Data records:
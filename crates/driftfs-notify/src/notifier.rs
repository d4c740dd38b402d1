//! Transport orchestration
//!
//! Runs the configured transports in preference order with exponential
//! reconnect backoff (1 s doubling to 60 s, ±10 % jitter, reset on a
//! healthy connection). A transport that keeps failing is set aside and the
//! next one takes over; when every transport is down the notifier reports
//! unhealthy and the delta loop polls on its fallback cadence.

use std::sync::atomic::{AtomicBool, Ordering};
use std::sync::Arc;
use std::time::{Duration, Instant};

use rand::Rng;
use tokio::sync::mpsc;
use tokio_util::sync::CancellationToken;
use tracing::{info, warn};

use driftfs_core::domain::{DriftError, TransportKind};
use driftfs_core::ports::transport::ChangeHint;

/// Reconnect backoff floor
const BACKOFF_BASE: Duration = Duration::from_secs(1);
/// Reconnect backoff ceiling
const BACKOFF_CAP: Duration = Duration::from_secs(60);
/// Consecutive failures before falling over to the next transport
const FAILOVER_AFTER: u32 = 5;
/// A connection that lived this long resets the backoff
const STABLE_AFTER: Duration = Duration::from_secs(60);
/// Pause before retrying the whole transport list from the top
const LIST_RETRY_PAUSE: Duration = Duration::from_secs(5 * 60);

/// A pluggable change-notification transport
///
/// `run_once` connects, marks `connected` while the transport is live, and
/// pumps hints until the connection drops or `shutdown` fires. Returning
/// `Ok` means an orderly shutdown; `Err` means the connection failed and
/// the notifier decides whether to reconnect.
#[async_trait::async_trait]
pub trait ChangeTransport: Send + Sync {
    fn kind(&self) -> TransportKind;

    async fn run_once(
        &self,
        hints: mpsc::Sender<ChangeHint>,
        connected: Arc<AtomicBool>,
        shutdown: CancellationToken,
    ) -> Result<(), DriftError>;
}

/// Constant-time health view handed to the delta sync loop
#[derive(Clone)]
pub struct NotifierHandle {
    healthy: Arc<AtomicBool>,
}

impl NotifierHandle {
    /// Whether a push transport is currently delivering hints
    #[must_use]
    pub fn healthy(&self) -> bool {
        self.healthy.load(Ordering::Acquire)
    }
}

/// Orchestrates the transports and exposes the health signal
pub struct ChangeNotifier {
    transports: Vec<Arc<dyn ChangeTransport>>,
    hints: mpsc::Sender<ChangeHint>,
    healthy: Arc<AtomicBool>,
}

impl ChangeNotifier {
    pub fn new(
        transports: Vec<Arc<dyn ChangeTransport>>,
        hints: mpsc::Sender<ChangeHint>,
    ) -> (Self, NotifierHandle) {
        let healthy = Arc::new(AtomicBool::new(false));
        let handle = NotifierHandle {
            healthy: healthy.clone(),
        };
        (
            Self {
                transports,
                hints,
                healthy,
            },
            handle,
        )
    }

    /// Runs until `shutdown` fires
    ///
    /// Each transport gets [`FAILOVER_AFTER`] consecutive attempts with
    /// backoff before the next transport takes over. When the list is
    /// exhausted the notifier waits and starts over from the preferred
    /// transport.
    pub async fn run(&self, shutdown: CancellationToken) {
        if self.transports.is_empty() {
            info!("No change transports configured, relying on polling");
            return;
        }

        'outer: loop {
            for transport in &self.transports {
                let mut consecutive_failures = 0u32;

                while consecutive_failures < FAILOVER_AFTER {
                    if shutdown.is_cancelled() {
                        break 'outer;
                    }

                    let started = Instant::now();
                    let result = transport
                        .run_once(self.hints.clone(), self.healthy.clone(), shutdown.clone())
                        .await;
                    self.healthy.store(false, Ordering::Release);

                    match result {
                        Ok(()) => break 'outer, // orderly shutdown
                        Err(e) => {
                            if started.elapsed() >= STABLE_AFTER {
                                consecutive_failures = 0;
                            }
                            consecutive_failures += 1;

                            let delay = backoff_with_jitter(consecutive_failures);
                            warn!(
                                transport = ?transport.kind(),
                                consecutive_failures,
                                delay_ms = delay.as_millis() as u64,
                                error = %e,
                                "Change transport failed, reconnecting"
                            );

                            tokio::select! {
                                _ = tokio::time::sleep(delay) => {}
                                _ = shutdown.cancelled() => break 'outer,
                            }
                        }
                    }
                }

                warn!(
                    transport = ?transport.kind(),
                    "Transport failing persistently, trying next transport"
                );
            }

            info!(
                pause_secs = LIST_RETRY_PAUSE.as_secs(),
                "All change transports down, falling back to pure polling"
            );
            tokio::select! {
                _ = tokio::time::sleep(LIST_RETRY_PAUSE) => {}
                _ = shutdown.cancelled() => break,
            }
        }

        self.healthy.store(false, Ordering::Release);
        info!("Change notifier stopped");
    }
}

/// Exponential backoff with ±10 % jitter: 1 s, 2 s, 4 s, ... capped at 60 s
fn backoff_with_jitter(attempt: u32) -> Duration {
    let exp = attempt.saturating_sub(1).min(6);
    let base = BACKOFF_BASE * 2u32.pow(exp);
    let base = std::cmp::min(base, BACKOFF_CAP);
    let jitter = rand::thread_rng().gen_range(0.9..=1.1);
    Duration::from_secs_f64(base.as_secs_f64() * jitter)
}

#[cfg(test)]
mod tests {
    use super::*;

    struct FailingTransport {
        kind: TransportKind,
        attempts: Arc<AtomicBool>,
    }

    #[async_trait::async_trait]
    impl ChangeTransport for FailingTransport {
        fn kind(&self) -> TransportKind {
            self.kind
        }

        async fn run_once(
            &self,
            _hints: mpsc::Sender<ChangeHint>,
            _connected: Arc<AtomicBool>,
            _shutdown: CancellationToken,
        ) -> Result<(), DriftError> {
            self.attempts.store(true, Ordering::SeqCst);
            Err(DriftError::Network("refused".into()))
        }
    }

    #[test]
    fn test_backoff_doubles_with_cap() {
        for attempt in 1..=10u32 {
            let delay = backoff_with_jitter(attempt);
            let expected = std::cmp::min(
                BACKOFF_BASE * 2u32.pow(attempt.saturating_sub(1).min(6)),
                BACKOFF_CAP,
            );
            let lower = expected.as_secs_f64() * 0.9;
            let upper = expected.as_secs_f64() * 1.1;
            let actual = delay.as_secs_f64();
            assert!(
                actual >= lower && actual <= upper,
                "attempt {attempt}: {actual} outside [{lower}, {upper}]"
            );
        }
    }

    #[test]
    fn test_backoff_caps_at_sixty_seconds() {
        let delay = backoff_with_jitter(30);
        assert!(delay <= Duration::from_secs_f64(60.0 * 1.1));
    }

    #[tokio::test]
    async fn test_handle_reports_unhealthy_initially() {
        let (tx, _rx) = mpsc::channel(4);
        let (_notifier, handle) = ChangeNotifier::new(Vec::new(), tx);
        assert!(!handle.healthy());
    }

    #[tokio::test]
    async fn test_empty_transport_list_returns_immediately() {
        let (tx, _rx) = mpsc::channel(4);
        let (notifier, _handle) = ChangeNotifier::new(Vec::new(), tx);
        notifier.run(CancellationToken::new()).await;
    }

    #[tokio::test]
    async fn test_shutdown_stops_reconnect_loop() {
        let attempts = Arc::new(AtomicBool::new(false));
        let transport = Arc::new(FailingTransport {
            kind: TransportKind::Socket,
            attempts: attempts.clone(),
        });

        let (tx, _rx) = mpsc::channel(4);
        let (notifier, handle) = ChangeNotifier::new(vec![transport], tx);

        let shutdown = CancellationToken::new();
        let stopper = shutdown.clone();
        tokio::spawn(async move {
            tokio::time::sleep(Duration::from_millis(50)).await;
            stopper.cancel();
        });

        notifier.run(shutdown).await;
        assert!(attempts.load(Ordering::SeqCst));
        assert!(!handle.healthy());
    }
}
//! DriftFS mount and filesystem surface
//!
//! [`Mount`] assembles one isolated instance of the engine - store, cache,
//! index, pipelines, notifier, connectivity, conflict policy - and exposes
//! the node-id-addressed operations an OS filesystem adapter translates
//! kernel callbacks into: `lookup`, `readdir`, `open`, `read`, `write`,
//! `rename`, and friends, plus the status xattr surface.
//!
//! Multiple mounts are independent; nothing here is process-global.

pub mod fs;
pub mod handle;
pub mod mount;
pub mod xattr;

pub use fs::{DirEntry, FsStats, NodeAttributes, OpenFlags, SetAttrs};
pub use handle::{Handle, HandleId, HandleTable};
pub use mount::{Mount, MountOptions, SubscriptionSpec};
//! Shared fixtures for Graph adapter integration tests

use std::sync::atomic::{AtomicU32, Ordering};
use std::sync::Arc;

use wiremock::matchers::{method, path};
use wiremock::{Mock, MockServer, ResponseTemplate};

use driftfs_core::domain::DriftError;
use driftfs_core::ports::graph::TokenProvider;
use driftfs_graph::HttpGraphClient;

/// Token provider returning a fixed token, counting refreshes
pub struct TestTokens {
    refreshes: AtomicU32,
}

impl TestTokens {
    pub fn new() -> Arc<Self> {
        Arc::new(Self {
            refreshes: AtomicU32::new(0),
        })
    }

    pub fn refresh_count(&self) -> u32 {
        self.refreshes.load(Ordering::SeqCst)
    }
}

#[async_trait::async_trait]
impl TokenProvider for TestTokens {
    async fn bearer_token(&self) -> Result<String, DriftError> {
        Ok("test-token".into())
    }

    async fn refresh(&self) -> Result<String, DriftError> {
        self.refreshes.fetch_add(1, Ordering::SeqCst);
        Ok("refreshed-token".into())
    }
}

/// Starts a mock server and a client pointed at it
pub async fn setup() -> (MockServer, HttpGraphClient, Arc<TestTokens>) {
    let server = MockServer::start().await;
    let tokens = TestTokens::new();
    let client = HttpGraphClient::with_base_url(tokens.clone(), server.uri());
    (server, client, tokens)
}

/// Mounts a single-page delta response ending with a delta link
pub async fn mount_delta_single_page(
    server: &MockServer,
    items: serde_json::Value,
    next_token: &str,
) {
    Mock::given(method("GET"))
        .and(path("/me/drive/root/delta"))
        .respond_with(ResponseTemplate::new(200).set_body_json(serde_json::json!({
            "value": items,
            "@odata.deltaLink": format!(
                "{}/me/drive/root/delta?token={}",
                server.uri(),
                next_token
            )
        })))
        .mount(server)
        .await;
}
//! Offline change queue records
//!
//! While the remote store is unreachable the filesystem stays read-write;
//! every mutation appends a change record here. Repeated modifies of the
//! same item coalesce into the existing record so the queue length tracks
//! distinct items, not write calls.

use chrono::{DateTime, Utc};
use serde::{Deserialize, Serialize};

use super::newtypes::{ETag, NodeId};

/// Kind of queued local mutation
#[derive(Debug, Clone, PartialEq, Eq, Serialize, Deserialize)]
#[serde(rename_all = "snake_case")]
pub enum OfflineOpKind {
    Create,
    Modify,
    Delete,
    Move {
        new_parent: NodeId,
        new_name: String,
    },
}

/// A persisted local mutation awaiting replay
#[derive(Debug, Clone, PartialEq, Serialize, Deserialize)]
pub struct OfflineChange {
    /// Monotonic queue position; replay is oldest-first
    pub change_id: u64,
    pub node: NodeId,
    pub op: OfflineOpKind,
    pub queued_at: DateTime<Utc>,
    /// Remote ETag observed before the mutation; compared on replay to
    /// detect divergence
    pub base_etag: Option<ETag>,
    pub retry_count: u32,
}

impl OfflineChange {
    pub fn new(change_id: u64, node: NodeId, op: OfflineOpKind, base_etag: Option<ETag>) -> Self {
        Self {
            change_id,
            node,
            op,
            queued_at: Utc::now(),
            base_etag,
            retry_count: 0,
        }
    }

    /// Whether a newer operation on the same node folds into this record
    ///
    /// Modify-after-modify and modify-after-create update in place; a delete
    /// supersedes anything pending. Moves never coalesce with content ops.
    #[must_use]
    pub fn can_coalesce(&self, newer: &OfflineOpKind) -> bool {
        matches!(
            (&self.op, newer),
            (OfflineOpKind::Modify, OfflineOpKind::Modify)
                | (OfflineOpKind::Create, OfflineOpKind::Modify)
                | (_, OfflineOpKind::Delete)
        )
    }

    /// Folds a newer operation into this record
    ///
    /// The change id and base ETag are preserved: the record keeps its queue
    /// position and the divergence baseline from before the first edit.
    pub fn coalesce(&mut self, newer: OfflineOpKind) {
        match (&self.op, &newer) {
            // Create followed by delete cancels out; the caller is expected
            // to drop the record instead, but folding to Delete is safe.
            (OfflineOpKind::Create, OfflineOpKind::Modify) => {}
            _ => self.op = newer,
        }
        self.queued_at = Utc::now();
    }

    pub fn record_failure(&mut self) {
        self.retry_count += 1;
    }
}

#[cfg(test)]
mod tests {
    use super::*;

    #[test]
    fn test_modify_coalesces_into_modify() {
        let mut change = OfflineChange::new(
            7,
            NodeId::new(2),
            OfflineOpKind::Modify,
            Some(ETag::new("E1").unwrap()),
        );
        assert!(change.can_coalesce(&OfflineOpKind::Modify));

        change.coalesce(OfflineOpKind::Modify);
        assert_eq!(change.change_id, 7);
        assert_eq!(change.op, OfflineOpKind::Modify);
        // Baseline from before the first edit survives coalescing.
        assert_eq!(change.base_etag.as_ref().unwrap().as_str(), "E1");
    }

    #[test]
    fn test_create_absorbs_modify() {
        let mut change = OfflineChange::new(1, NodeId::new(3), OfflineOpKind::Create, None);
        assert!(change.can_coalesce(&OfflineOpKind::Modify));

        change.coalesce(OfflineOpKind::Modify);
        // Replay still needs to create the item, so the op stays Create.
        assert_eq!(change.op, OfflineOpKind::Create);
    }

    #[test]
    fn test_delete_supersedes() {
        let mut change = OfflineChange::new(2, NodeId::new(4), OfflineOpKind::Modify, None);
        assert!(change.can_coalesce(&OfflineOpKind::Delete));

        change.coalesce(OfflineOpKind::Delete);
        assert_eq!(change.op, OfflineOpKind::Delete);
    }

    #[test]
    fn test_move_does_not_coalesce_with_modify() {
        let mv = OfflineOpKind::Move {
            new_parent: NodeId::new(9),
            new_name: "renamed.txt".into(),
        };
        let change = OfflineChange::new(3, NodeId::new(5), mv, None);
        assert!(!change.can_coalesce(&OfflineOpKind::Modify));
    }
}
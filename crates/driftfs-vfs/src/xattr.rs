//! Extended attribute surface
//!
//! Read-only status attributes in the `user.driftfs.` namespace:
//! - `user.driftfs.status` - current item state name
//! - `user.driftfs.size` - content size in bytes
//! - `user.driftfs.remote_id` - remote item id, when bound
//! - `user.driftfs.progress` - hydration percentage, only while Hydrating

use driftfs_core::domain::{Inode, ItemState};

/// Current sync/hydration state
pub const XATTR_STATUS: &str = "user.driftfs.status";
/// Content size in bytes (decimal string)
pub const XATTR_SIZE: &str = "user.driftfs.size";
/// Remote item id
pub const XATTR_REMOTE_ID: &str = "user.driftfs.remote_id";
/// Hydration progress percentage, present only during Hydrating
pub const XATTR_PROGRESS: &str = "user.driftfs.progress";

/// All attribute names, for `listxattr`
#[must_use]
pub fn list_xattrs() -> Vec<&'static str> {
    vec![XATTR_STATUS, XATTR_SIZE, XATTR_REMOTE_ID, XATTR_PROGRESS]
}

/// Reads one attribute from an inode
///
/// `hydration_progress` is the live value from the status map; it only
/// surfaces while the item is actually Hydrating.
#[must_use]
pub fn get_xattr(inode: &Inode, name: &str, hydration_progress: Option<u8>) -> Option<Vec<u8>> {
    match name {
        XATTR_STATUS => Some(inode.state().name().as_bytes().to_vec()),
        XATTR_SIZE => Some(inode.size().to_string().into_bytes()),
        XATTR_REMOTE_ID => inode.remote_id().map(|r| r.as_str().as_bytes().to_vec()),
        XATTR_PROGRESS => {
            if matches!(inode.state(), ItemState::Hydrating) {
                Some(hydration_progress.unwrap_or(0).to_string().into_bytes())
            } else {
                None
            }
        }
        _ => None,
    }
}
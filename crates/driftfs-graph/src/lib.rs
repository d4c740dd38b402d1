//! DriftFS Microsoft Graph adapter
//!
//! Implements the `GraphClient` transport port with `reqwest` and layers the
//! typed drive operations the engine needs on top of it:
//! - [`client`] - HTTP transport with bearer auth, single-refresh retry on
//!   auth failures, and typed error mapping
//! - [`items`] - drive item DTOs and metadata/content operations
//! - [`delta`] - incremental change queries with pagination
//! - [`upload`] - small-file PUT and resumable upload sessions
//! - [`pacing`] - per-category request pacing driven by throttle signals
//!
//! Every typed operation is generic over `dyn GraphClient`, so tests and
//! alternative transports plug in without touching the engine.

pub mod client;
pub mod delta;
pub mod items;
pub mod pacing;
pub mod upload;

pub use client::HttpGraphClient;
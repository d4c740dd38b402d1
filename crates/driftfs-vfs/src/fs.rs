//! Filesystem callback surface
//!
//! Node-id-addressed operations for the OS adapter. Reads come straight
//! from the metadata index and content cache; a read of a `Ghost` file
//! blocks on foreground hydration. Mutations persist through atomic store
//! batches, queue uploads while online, and append coalescing offline
//! changes while the remote store is unreachable.
//!
//! Directory listings are served from the index: a directory that was
//! never fetched blocks on its first listing; a stale one returns cached
//! entries immediately and refreshes in the background through the request
//! scheduler.

use chrono::{DateTime, Utc};
use tokio_util::sync::CancellationToken;
use tracing::{debug, warn};

use driftfs_core::domain::{
    validate_name, DriftError, Inode, ItemKind, ItemState, NodeId, OfflineOpKind, UploadSession,
};
use driftfs_graph::items;
use driftfs_store::records;
use driftfs_sync::index::Warmth;
use driftfs_sync::offline::{ConnState, ConnectivityMonitor};
use driftfs_sync::scheduler::Priority;

use crate::handle::HandleId;
use crate::mount::Mount;
use crate::xattr;

/// Attributes returned by `lookup`/`stat`
#[derive(Debug, Clone, PartialEq, Eq)]
pub struct NodeAttributes {
    pub node: NodeId,
    pub kind: ItemKind,
    pub size: u64,
    /// Unix permission bits the adapter reports
    pub mode: u32,
    pub nlink: u32,
    pub created: DateTime<Utc>,
    pub modified: DateTime<Utc>,
    pub accessed: DateTime<Utc>,
}

/// One `readdir` entry
#[derive(Debug, Clone, PartialEq, Eq)]
pub struct DirEntry {
    pub node: NodeId,
    pub name: String,
    pub kind: ItemKind,
}

/// Open mode for `open`/`create`
#[derive(Debug, Clone, Copy, Default)]
pub struct OpenFlags {
    pub read: bool,
    pub write: bool,
    pub truncate: bool,
}

impl OpenFlags {
    pub fn read_only() -> Self {
        Self {
            read: true,
            write: false,
            truncate: false,
        }
    }

    pub fn read_write() -> Self {
        Self {
            read: true,
            write: true,
            truncate: false,
        }
    }
}

/// Attribute changes for `set_attributes`
#[derive(Debug, Clone, Copy, Default)]
pub struct SetAttrs {
    pub size: Option<u64>,
    pub modified: Option<DateTime<Utc>>,
    pub accessed: Option<DateTime<Utc>>,
}

/// `statfs` answer
#[derive(Debug, Clone, Copy)]
pub struct FsStats {
    pub block_size: u32,
    pub blocks: u64,
    pub blocks_free: u64,
    pub blocks_available: u64,
    pub files: u64,
    pub name_max: u32,
}

/// Shared result type for scheduler-deduplicated remote operations
#[derive(Debug, Clone)]
pub enum RemoteOutcome {
    /// A directory listing landed; carries the child count
    Listed(usize),
    /// A single-entry fetch landed
    Found(NodeId),
    /// A single-entry fetch confirmed absence
    Missing,
}

fn attributes_of(inode: &Inode) -> NodeAttributes {
    NodeAttributes {
        node: inode.id(),
        kind: inode.kind(),
        size: inode.size(),
        mode: if inode.is_directory() { 0o755 } else { 0o644 },
        nlink: if inode.is_directory() { 2 } else { 1 },
        created: inode.created_at(),
        modified: inode.modified_at(),
        accessed: inode.accessed_at(),
    }
}

/// Entries pending remote deletion stay in the index but leave the
/// namespace immediately
fn is_visible(inode: &Inode) -> bool {
    !matches!(inode.state(), ItemState::DeletedLocal)
}
//! Quick-xor content hash
//!
//! The remote store verifies file integrity with a 160-bit quick-xor digest:
//! each input byte is XORed into a circular 160-bit accumulator at a position
//! that advances 11 bits per byte, and the total input length is XORed into
//! the trailing 8 bytes before Base64 encoding.

use super::newtypes::QuickXorHash;

/// Digest width in bytes
pub const DIGEST_BYTES: usize = 20;

/// Accumulator width in bits
const WIDTH_BITS: usize = DIGEST_BYTES * 8;

/// Bit advance per input byte
const SHIFT_BITS: usize = 11;

/// Incremental quick-xor hasher
///
/// Feed bytes with [`update`](QuickXorHasher::update) in any chunking;
/// [`finalize`](QuickXorHasher::finalize) folds in the length and returns
/// the encoded digest.
#[derive(Debug, Clone)]
pub struct QuickXorHasher {
    data: [u8; DIGEST_BYTES],
    length: u64,
}

impl QuickXorHasher {
    #[must_use]
    pub fn new() -> Self {
        Self {
            data: [0u8; DIGEST_BYTES],
            length: 0,
        }
    }

    /// Absorbs a chunk of input
    pub fn update(&mut self, bytes: &[u8]) {
        for &b in bytes {
            let bit_pos = (self.length as usize).wrapping_mul(SHIFT_BITS) % WIDTH_BITS;
            let byte_pos = bit_pos / 8;
            let bit_off = bit_pos % 8;

            // A byte XORed at a non-aligned bit position straddles two cells.
            let widened = (b as u16) << bit_off;
            self.data[byte_pos] ^= widened as u8;
            self.data[(byte_pos + 1) % DIGEST_BYTES] ^= (widened >> 8) as u8;

            self.length += 1;
        }
    }

    /// Folds the total length into the tail and returns the encoded digest
    #[must_use]
    pub fn finalize(mut self) -> QuickXorHash {
        let length_bytes = self.length.to_le_bytes();
        for (i, b) in length_bytes.iter().enumerate() {
            self.data[DIGEST_BYTES - 8 + i] ^= b;
        }
        QuickXorHash::from_digest(&self.data)
    }
}

impl Default for QuickXorHasher {
    fn default() -> Self {
        Self::new()
    }
}

/// One-shot hash of a byte slice
#[must_use]
pub fn hash_bytes(bytes: &[u8]) -> QuickXorHash {
    let mut hasher = QuickXorHasher::new();
    hasher.update(bytes);
    hasher.finalize()
}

The task: Taking the records from the top, repeat each line exactly until you have repeated the line that contains "its fallback cadence.".

Answer to this exercise:
filename crates/driftfs-notify/src/notifier.rs
repository d4c740dd38b402d1
//! Transport orchestration
//!
//! Runs the configured transports in preference order with exponential
//! reconnect backoff (1 s doubling to 60 s, ±10 % jitter, reset on a
//! healthy connection). A transport that keeps failing is set aside and the
//! next one takes over; when every transport is down the notifier reports
//! unhealthy and the delta loop polls on its fallback cadence.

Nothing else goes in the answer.